Wenig später hatte er Richelieu gegenüber in dessen Arbeitszimmer Platz genommen, berichtete, beantwortete Fragen, erzählte von seiner halsbrecherischen Flucht. „Rochefort." Die Stimme des Ersten Ministers war ernst. „Das war das letzte Mal, dass Ihr in die belagerte Stadt gegangen seid." Sofort erschien ein dem Kardinal wohl vertrauter bockiger Ausdruck auf dem Gesicht seines Geheimdienstleiters. Es gab kaum jemand in Richelieus Gefolge, der eine direkte Anweisung nicht sogleich und widerspruchslos befolgt hätte. Nicht so der Graf, wenn er gegenteiliger Überzeugung war. Da halfen nur Argumente. „Es gibt keinen auch nur halbwegs sicheren Weg mehr in die Stadt für Euch. Nach dem Vorfall heute Nacht werden sie den nördlichen Mauerabschnitt bei den Sümpfen ganz genau unter die Lupe nehmen und den Gang finden. Zumindest ist die Wahrscheinlichkeit, dass er entdeckt wird, extrem hoch. Und Ihr könnt nicht einfach hingehen und ausprobieren, ob sie dort auf Euch warten, oder?"

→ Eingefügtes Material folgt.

// Copyright (c) 2025 Erick Bourgeois, firestoned
// SPDX-License-Identifier: MIT

//! Unit tests for `context.rs`

#[cfg(test)]
mod tests {
    use super::super::AnnotationOverlay;
    use std::collections::BTreeMap;

    #[test]
    fn test_overlay_key_format() {
        assert_eq!(
            AnnotationOverlay::overlay_key("networking.k8s.io/v1", "Ingress", "default", "web"),
            "networking.k8s.io/v1/Ingress/default/web"
        );
    }

    #[test]
    fn test_overlay_put_get_remove() {
        let overlay = AnnotationOverlay::new();
        assert!(overlay.is_empty());

        let mut annotations = BTreeMap::new();
        annotations.insert(
            "dns.gardener.cloud/dnsnames".to_string(),
            "*".to_string(),
        );
        overlay.put("v1/Service/default/svc", annotations.clone());
        assert_eq!(overlay.len(), 1);
        assert_eq!(overlay.get("v1/Service/default/svc"), Some(annotations));
        assert!(overlay.get("v1/Service/default/other").is_none());

        overlay.remove("v1/Service/default/svc");
        assert!(overlay.is_empty());
    }

    #[test]
    fn test_overlay_put_replaces() {
        let overlay = AnnotationOverlay::new();
        let mut first = BTreeMap::new();
        first.insert("a".to_string(), "1".to_string());
        overlay.put("k", first);

        let mut second = BTreeMap::new();
        second.insert("b".to_string(), "2".to_string());
        overlay.put("k", second.clone());

        assert_eq!(overlay.get("k"), Some(second));
    }
}
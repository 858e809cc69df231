// Copyright (c) 2025 Erick Bourgeois, firestoned
// SPDX-License-Identifier: MIT

//! Reconcile error taxonomy.
//!
//! Failures during reconciliation fall into a small set of classes that map
//! directly onto the `state` field reported in resource status:
//!
//! - [`ReconcileError::Invalid`] - user error in the spec; retrying is
//!   pointless until the resource generation changes.
//! - [`ReconcileError::Transient`] - recoverable failure (provider API,
//!   Kubernetes API, DNS); retried with controller back-off.
//! - [`ReconcileError::Stale`] - observed records remain correct but the
//!   controller cannot currently prove or maintain them; records are kept.
//!
//! Classification happens as close to the failure site as possible so that
//! the reconcile wrappers only need to translate the class into status,
//! events, and a requeue decision.

use serde::{Deserialize, Serialize};
use thiserror::Error;

/// State values surfaced in the `status.state` field of managed resources.
#[derive(Clone, Copy, Debug, PartialEq, Eq, Serialize, Deserialize)]
pub enum ResourceState {
    /// Desired state equals observed state
    Ready,
    /// Spec is malformed; no retry until the generation changes
    Invalid,
    /// Transient failure; retried with back-off
    Error,
    /// Records kept but currently unprovable (provider not ready or gone)
    Stale,
    /// Annotation opt-out; no action taken
    Ignored,
    /// Resource is being torn down
    Deleting,
}

impl ResourceState {
    /// String form written into status (`Ready`, `Invalid`, ...).
    #[must_use]
    pub fn as_str(&self) -> &'static str {
        match self {
            ResourceState::Ready => "Ready",
            ResourceState::Invalid => "Invalid",
            ResourceState::Error => "Error",
            ResourceState::Stale => "Stale",
            ResourceState::Ignored => "Ignored",
            ResourceState::Deleting => "Deleting",
        }
    }
}

impl std::fmt::Display for ResourceState {
    fn fmt(&self, f: &mut std::fmt::Formatter<'_>) -> std::fmt::Result {
        f.write_str(self.as_str())
    }
}

/// Classified reconciliation failure.
///
/// The class decides both the status `state` written to the resource and
/// whether the controller requeues the key.
#[derive(Error, Debug)]
pub enum ReconcileError {
    /// User error in the spec. Not retried.
    #[error("invalid specification: {0}")]
    Invalid(String),

    /// Recoverable failure; the controller requeues with back-off.
    #[error("{0}")]
    Transient(String),

    /// Observed records are kept but cannot currently be maintained.
    #[error("{0}")]
    Stale(String),

    /// Kubernetes API failure; treated as transient.
    #[error(transparent)]
    Kube(#[from] kube::Error),
}

impl ReconcileError {
    /// Map the failure class onto the status state it produces.
    #[must_use]
    pub fn state(&self) -> ResourceState {
        match self {
            ReconcileError::Invalid(_) => ResourceState::Invalid,
            ReconcileError::Stale(_) => ResourceState::Stale,
            ReconcileError::Transient(_) | ReconcileError::Kube(_) => ResourceState::Error,
        }
    }

    /// Whether the controller should requeue after this failure.
    ///
    /// Invalid specs are only re-examined when the resource changes, so
    /// they never requeue on a timer.
    #[must_use]
    pub fn retryable(&self) -> bool {
        !matches!(self, ReconcileError::Invalid(_))
    }
}

#[cfg(test)]
#[path = "errors_tests.rs"]
mod errors_tests;
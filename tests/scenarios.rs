// Copyright (c) 2025 Erick Bourgeois, firestoned
// SPDX-License-Identifier: MIT

//! End-to-end scenarios driving the planning core against the in-memory
//! mock provider.

mod common;

use common::{entry_spec, status_of, text_spec, weighted_spec, Harness};
use extdns::dns::{DnsSetName, RecordType};
use extdns::errors::{ReconcileError, ResourceState};

/// Single provider, single entry: the record lands in the matching zone
/// with the provider's default TTL.
#[tokio::test]
async fn scenario_single_provider_single_entry() {
    let harness = Harness::new();
    harness
        .add_provider("ns/p1", "test", &["example.com", "example2.com"], 360)
        .await;

    let spec = entry_spec("test.sub.example.com", &["1.2.3.4"], None);
    let outcome = harness
        .reconcile("default/e1", &spec, None, false)
        .await
        .unwrap();

    assert_eq!(outcome.state, ResourceState::Ready);
    assert_eq!(outcome.provider.as_deref(), Some("ns/p1"));
    assert_eq!(outcome.zone.as_deref(), Some("test:example.com"));
    assert_eq!(outcome.dns_name.as_deref(), Some("test.sub.example.com"));
    assert_eq!(outcome.ttl, Some(360));
    assert!(outcome.records_present);

    let state = harness
        .handler("test")
        .zone_state(&Harness::zone("test", "example.com"));
    let set = &state[&DnsSetName::plain("test.sub.example.com")].sets[&RecordType::A];
    assert_eq!(set.ttl, 360);
    assert_eq!(set.records, vec!["1.2.3.4".to_string()]);

    // The sibling zone stays untouched.
    assert!(harness
        .handler("test")
        .zone_state(&Harness::zone("test", "example2.com"))
        .is_empty());
}

/// Reconciling an unchanged entry produces no change requests.
#[tokio::test]
async fn scenario_reconcile_is_idempotent() {
    let harness = Harness::new();
    harness
        .add_provider("ns/p1", "test", &["example.com"], 360)
        .await;

    let spec = entry_spec("test.example.com", &["1.2.3.4"], None);
    let first = harness
        .reconcile("default/e1", &spec, None, false)
        .await
        .unwrap();
    assert!(first.executed > 0);

    let second = harness
        .reconcile("default/e1", &spec, Some(&status_of(&first)), false)
        .await
        .unwrap();
    assert_eq!(second.state, ResourceState::Ready);
    assert_eq!(second.executed, 0, "second pass must be a no-op");
}

/// A more specific provider appearing later takes the entry over; the
/// records move zones in one reconciliation.
#[tokio::test]
async fn scenario_best_match_reassignment() {
    let harness = Harness::new();
    harness
        .add_provider("ns/p1", "test", &["example.com", "example2.com"], 360)
        .await;

    let spec = entry_spec("test.sub.example.com", &["1.2.3.4"], None);
    let first = harness
        .reconcile("default/e1", &spec, None, false)
        .await
        .unwrap();
    assert_eq!(first.zone.as_deref(), Some("test:example.com"));

    harness
        .add_provider("ns/p3", "p3", &["sub.example.com"], 360)
        .await;
    let second = harness
        .reconcile("default/e1", &spec, Some(&status_of(&first)), false)
        .await
        .unwrap();

    assert_eq!(second.provider.as_deref(), Some("ns/p3"));
    assert_eq!(second.zone.as_deref(), Some("p3:sub.example.com"));

    // Old zone cleaned, new zone populated.
    assert!(harness
        .handler("test")
        .zone_state(&Harness::zone("test", "example.com"))
        .is_empty());
    let state = harness
        .handler("p3")
        .zone_state(&Harness::zone("p3", "sub.example.com"));
    assert!(state.contains_key(&DnsSetName::plain("test.sub.example.com")));
}

/// A provider falling out of Ready keeps the entry Stale and the records
/// in place.
#[tokio::test]
async fn scenario_provider_not_ready_keeps_stale() {
    let harness = Harness::new();
    harness
        .add_provider("ns/p1", "test", &["example.com"], 360)
        .await;

    let spec = entry_spec("test.example.com", &["1.2.3.4"], None);
    let first = harness
        .reconcile("default/e1", &spec, None, false)
        .await
        .unwrap();

    harness.set_provider_state("ns/p1", ResourceState::Error);
    let second = harness
        .reconcile("default/e1", &spec, Some(&status_of(&first)), false)
        .await
        .unwrap();

    assert_eq!(second.state, ResourceState::Stale);
    assert_eq!(second.provider.as_deref(), Some("ns/p1"));
    let state = harness
        .handler("test")
        .zone_state(&Harness::zone("test", "example.com"));
    assert!(
        state.contains_key(&DnsSetName::plain("test.example.com")),
        "records must be preserved while the provider is not ready"
    );
}

/// Switching targets from IPv4 to IPv6 replaces the A record set with an
/// AAAA record set.
#[tokio::test]
async fn scenario_cross_family_update() {
    let harness = Harness::new();
    harness
        .add_provider("ns/p1", "test", &["example.com"], 360)
        .await;

    let v4 = entry_spec("test.example.com", &["1.2.3.4"], None);
    let first = harness
        .reconcile("default/e1", &v4, None, false)
        .await
        .unwrap();

    let v6 = entry_spec("test.example.com", &["1234::5678"], None);
    let second = harness
        .reconcile("default/e1", &v6, Some(&status_of(&first)), false)
        .await
        .unwrap();

    assert_eq!(second.targets, Some(vec!["1234::5678".to_string()]));
    let state = harness
        .handler("test")
        .zone_state(&Harness::zone("test", "example.com"));
    let sets = &state[&DnsSetName::plain("test.example.com")].sets;
    assert!(!sets.contains_key(&RecordType::A), "A record must be gone");
    assert_eq!(
        sets[&RecordType::AAAA].records,
        vec!["1234::5678".to_string()]
    );
}

/// Multiple hostname targets are expanded to a merged, sorted address
/// list and a recurring lookup job is scheduled.
#[tokio::test]
async fn scenario_cname_expansion() {
    let harness = Harness::new();
    harness
        .add_provider("ns/p1", "test", &["example.com"], 360)
        .await;
    harness
        .resolver
        .set("service-1.example.com", &["127.0.1.1", "2001:db8::1:1"]);
    harness
        .resolver
        .set("service-2.example.com", &["127.0.2.1", "127.0.2.2"]);

    let spec = entry_spec(
        "svc.sub.example.com",
        &["service-1.example.com", "service-2.example.com"],
        Some(120),
    );
    let outcome = harness
        .reconcile("default/svc", &spec, None, false)
        .await
        .unwrap();

    assert_eq!(
        outcome.targets,
        Some(vec![
            "127.0.1.1".to_string(),
            "127.0.2.1".to_string(),
            "127.0.2.2".to_string(),
            "2001:db8::1:1".to_string(),
        ])
    );

    let state = harness
        .handler("test")
        .zone_state(&Harness::zone("test", "example.com"));
    let sets = &state[&DnsSetName::plain("svc.sub.example.com")].sets;
    assert_eq!(
        sets[&RecordType::A].records,
        vec![
            "127.0.1.1".to_string(),
            "127.0.2.1".to_string(),
            "127.0.2.2".to_string()
        ]
    );
    assert_eq!(sets[&RecordType::A].ttl, 120);
    assert_eq!(
        sets[&RecordType::AAAA].records,
        vec!["2001:db8::1:1".to_string()]
    );

    // The lookup processor gets a recurring job.
    let update = outcome.lookup.expect("expansion must schedule lookups");
    assert_eq!(update.hostnames.len(), 2);
    harness
        .core
        .lookups
        .upsert("default/svc", update.hostnames, update.result, update.interval)
        .await;
    assert_eq!(harness.core.lookups.len(), 1);
}

/// Specifying both targets and text is rejected without touching any
/// zone.
#[tokio::test]
async fn scenario_validation_rejection() {
    let harness = Harness::new();
    harness
        .add_provider("ns/p1", "test", &["example.com"], 360)
        .await;

    let mut spec = entry_spec("bad.example.com", &["1.1.1.1"], None);
    spec.text = Some(vec!["foo".to_string()]);

    let err = harness
        .reconcile("default/bad", &spec, None, false)
        .await
        .unwrap_err();
    assert!(matches!(err, ReconcileError::Invalid(_)));
    assert!(err
        .to_string()
        .contains("cannot specify both targets and text fields"));

    assert!(harness
        .handler("test")
        .zone_state(&Harness::zone("test", "example.com"))
        .is_empty());
}

/// Deleting an entry removes its records from every zone it used.
#[tokio::test]
async fn scenario_delete_leaves_no_orphans() {
    let harness = Harness::new();
    harness
        .add_provider("ns/p1", "test", &["example.com"], 360)
        .await;

    let spec = entry_spec("test.example.com", &["1.2.3.4"], None);
    let first = harness
        .reconcile("default/e1", &spec, None, false)
        .await
        .unwrap();

    let cleanup = harness
        .reconcile("default/e1", &spec, Some(&status_of(&first)), true)
        .await
        .unwrap();
    assert!(!cleanup.records_present, "finalizer must be releasable");
    assert!(harness
        .handler("test")
        .zone_state(&Harness::zone("test", "example.com"))
        .is_empty());
}

/// TXT entries round-trip with quoted values.
#[tokio::test]
async fn scenario_text_entry() {
    let harness = Harness::new();
    harness
        .add_provider("ns/p1", "test", &["example.com"], 360)
        .await;

    let spec = text_spec("txt.example.com", &["v=spf1 -all"]);
    let outcome = harness
        .reconcile("default/txt", &spec, None, false)
        .await
        .unwrap();
    assert_eq!(outcome.state, ResourceState::Ready);
    assert_eq!(outcome.targets, Some(vec!["\"v=spf1 -all\"".to_string()]));

    let state = harness
        .handler("test")
        .zone_state(&Harness::zone("test", "example.com"));
    let set = &state[&DnsSetName::plain("txt.example.com")].sets[&RecordType::TXT];
    assert_eq!(set.records, vec!["\"v=spf1 -all\"".to_string()]);

    // Idempotence holds for TXT as well.
    let second = harness
        .reconcile("default/txt", &spec, Some(&status_of(&outcome)), false)
        .await
        .unwrap();
    assert_eq!(second.executed, 0);
}

/// Routing-policy variants with distinct set identifiers coexist on one
/// dns name.
#[tokio::test]
async fn scenario_weighted_routing_variants() {
    let harness = Harness::new();
    harness
        .add_provider("ns/p1", "test", &["example.com"], 360)
        .await;

    let blue = weighted_spec("w.example.com", &["1.1.1.1"], "blue", "10");
    let green = weighted_spec("w.example.com", &["2.2.2.2"], "green", "90");

    let blue_outcome = harness
        .reconcile("default/blue", &blue, None, false)
        .await
        .unwrap();
    let green_outcome = harness
        .reconcile("default/green", &green, None, false)
        .await
        .unwrap();
    assert_eq!(blue_outcome.state, ResourceState::Ready);
    assert_eq!(green_outcome.state, ResourceState::Ready);

    let state = harness
        .handler("test")
        .zone_state(&Harness::zone("test", "example.com"));
    assert!(state.contains_key(&DnsSetName::new("w.example.com", "blue")));
    assert!(state.contains_key(&DnsSetName::new("w.example.com", "green")));

    // Each variant reconciles against its own state only.
    let again = harness
        .reconcile(
            "default/blue",
            &blue,
            Some(&status_of(&blue_outcome)),
            false,
        )
        .await
        .unwrap();
    assert_eq!(again.executed, 0);
}

/// A lookup timeout keeps the previous records instead of wiping them.
#[tokio::test(start_paused = true)]
async fn scenario_lookup_timeout_keeps_records() {
    let harness = Harness::new();
    harness
        .add_provider("ns/p1", "test", &["example.com"], 360)
        .await;
    harness.resolver.set("svc.backend.example.com", &["10.0.0.1"]);

    let mut spec = entry_spec("app.example.com", &["svc.backend.example.com"], None);
    spec.resolve_targets_to_addresses = Some(true);
    let first = harness
        .reconcile("default/app", &spec, None, false)
        .await
        .unwrap();
    assert_eq!(first.targets, Some(vec!["10.0.0.1".to_string()]));

    harness.resolver.set_error(
        "svc.backend.example.com",
        extdns::resolver::LookupError::Timeout("deadline".into()),
    );
    let second = harness
        .reconcile("default/app", &spec, Some(&status_of(&first)), false)
        .await
        .unwrap();
    assert_eq!(second.state, ResourceState::Stale);
    assert_eq!(
        second.targets,
        Some(vec!["10.0.0.1".to_string()]),
        "previous targets must be kept"
    );
    let state = harness
        .handler("test")
        .zone_state(&Harness::zone("test", "example.com"));
    assert!(state.contains_key(&DnsSetName::plain("app.example.com")));
}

Armand senkte den Blick. Der Kardinal hatte ja Recht. Aber einfach aufgeben? Er gab niemals auf! Und was sollte aus Audebert und seiner Familie werden? Würden die Nahrungsmittel für ihr Überleben reichen? Sein Gegenüber schien seine Gedanken zu lesen. „Rochefort. Ich werde weiterhin alles tun, um eine Kapitulation von La Rochelle zu erreichen. Und dem Stadtrichter und seiner Familie ist nicht gedient, wenn Ihr erwischt werdet. Soll Audebert zusehen müssen, wie man Euch als Spion hinrichtet? Es gibt einen Unterschied zwischen riskanten und selbstmörderischen Unternehmungen. Ich kann das nicht zu lassen. Ich will Euch nicht verlieren." Wärme lag in Richelieus Stimme und eine große Eindringlichkeit.

Der Graf wusste, dass sein Freund gewonnen hatte. Denn im Moment sprach er als Freund zu ihm und nicht als sein Vorgesetzter. Und das wirkte immer!